Colin is a firm supporter of smaller herds and what they can offer the industry. He says, “I am quite passionate about smaller herds. With big herds I feel that large farming corporations are at risk of being bought by overseas investors, whereas many smaller farms are still family owned.”

He believes smaller farms offer opportunities to young people starting out. He says, “I think young people can still get into the industry, but it’s got harder. In our case, with Rachael coming through now, if she wants to carry on I would definitely make it happen.”

He believes there are other benefits to the smaller farm model. As he points out, “I also see an issue with larger herds being able to keep Kiwi staff, so it’s not all rosy really. I know a number of people that have been in big herds and they can’t wait to get back to small herds and have a bit of a lifestyle with it.”

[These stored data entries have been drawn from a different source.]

use anyhow::anyhow;
use serde::{Deserialize, Serialize};
use std::{
    fmt,
    net::{Ipv4Addr, SocketAddr, SocketAddrV4},
    str,
};

/// Address used for relays that have no known public address.
pub const UNSPECIFIED_ADDRESS: SocketAddr =
    SocketAddr::V4(SocketAddrV4::new(Ipv4Addr::UNSPECIFIED, 0));

/// The identifier of a relay in the fleet
///
/// Identifiers are stable across matrices, unlike the fleet relative
/// index a relay gets inside a given [`Topology`].
///
/// ```
/// # use nextroute_core::RelayId;
/// let id: RelayId = "0x2a".parse().unwrap();
/// assert_eq!(id, RelayId::new(42));
/// assert_eq!(format!("{id:016x}"), "000000000000002a");
/// ```
///
/// [`Topology`]: crate::matrix::Topology
#[derive(
    Debug, Clone, Copy, Default, PartialEq, Eq, PartialOrd, Ord, Hash, Serialize, Deserialize,
)]
#[serde(transparent)]
#[repr(C)]
pub struct RelayId(u64);

impl RelayId {
    pub const ZERO: Self = RelayId::new(0);
    pub const ONE: Self = RelayId::new(1);

    pub const fn new(id: u64) -> Self {
        Self(id)
    }

    #[inline]
    pub const fn into_u64(self) -> u64 {
        self.0
    }
}

impl From<u64> for RelayId {
    fn from(id: u64) -> Self {
        Self(id)
    }
}

impl str::FromStr for RelayId {
    type Err = anyhow::Error;
    fn from_str(s: &str) -> Result<Self, Self::Err> {
        let parsed = match s.strip_prefix("0x") {
            Some(hex) => u64::from_str_radix(hex, 16),
            None => s.parse(),
        };
        parsed
            .map(Self)
            .map_err(|error| anyhow!("Invalid relay id `{s}': {error}"))
    }
}

impl fmt::Display for RelayId {
    fn fmt(&self, f: &mut fmt::Formatter<'_>) -> fmt::Result {
        self.0.fmt(f)
    }
}
impl fmt::LowerHex for RelayId {
    fn fmt(&self, f: &mut fmt::Formatter<'_>) -> fmt::Result {
        self.0.fmt(f)
    }
}
impl fmt::UpperHex for RelayId {
    fn fmt(&self, f: &mut fmt::Formatter<'_>) -> fmt::Result {
        self.0.fmt(f)
    }
}

/// One relay of a topology snapshot
#[derive(Debug, Clone, PartialEq)]
pub struct Relay {
    pub id: RelayId,
    /// external address, [`UNSPECIFIED_ADDRESS`] when unknown
    pub address: SocketAddr,
    /// display name, at most [`MAX_RELAY_NAME_LENGTH`] bytes once encoded
    ///
    /// [`MAX_RELAY_NAME_LENGTH`]: crate::defaults::MAX_RELAY_NAME_LENGTH
    pub name: String,
    pub latitude: f32,
    pub longitude: f32,
    pub datacenter: u64,
}

impl Relay {
    pub fn new(id: RelayId, address: SocketAddr, name: impl Into<String>) -> Self {
        Self {
            id,
            address,
            name: name.into(),
            latitude: 0.0,
            longitude: 0.0,
            datacenter: 0,
        }
    }

    pub fn with_location(mut self, latitude: f32, longitude: f32) -> Self {
        self.latitude = latitude;
        self.longitude = longitude;
        self
    }

    pub fn with_datacenter(mut self, datacenter: u64) -> Self {
        self.datacenter = datacenter;
        self
    }
}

What has he gained from SMASH events?
Colin sees multiple benefits in coming along to SMASH events. He says, “I always say to Rachael that if you go along to these events and you come home with one new idea, or one new bit of encouragement, then it is worth the day out.

"I am always ready to soak up more information, you may have heard it before but you might need a bit of reminding. Sometimes we just need the kick to actually get it done. And although you may read about things it is also good to come along to an event and hear it from the horse’s mouth.”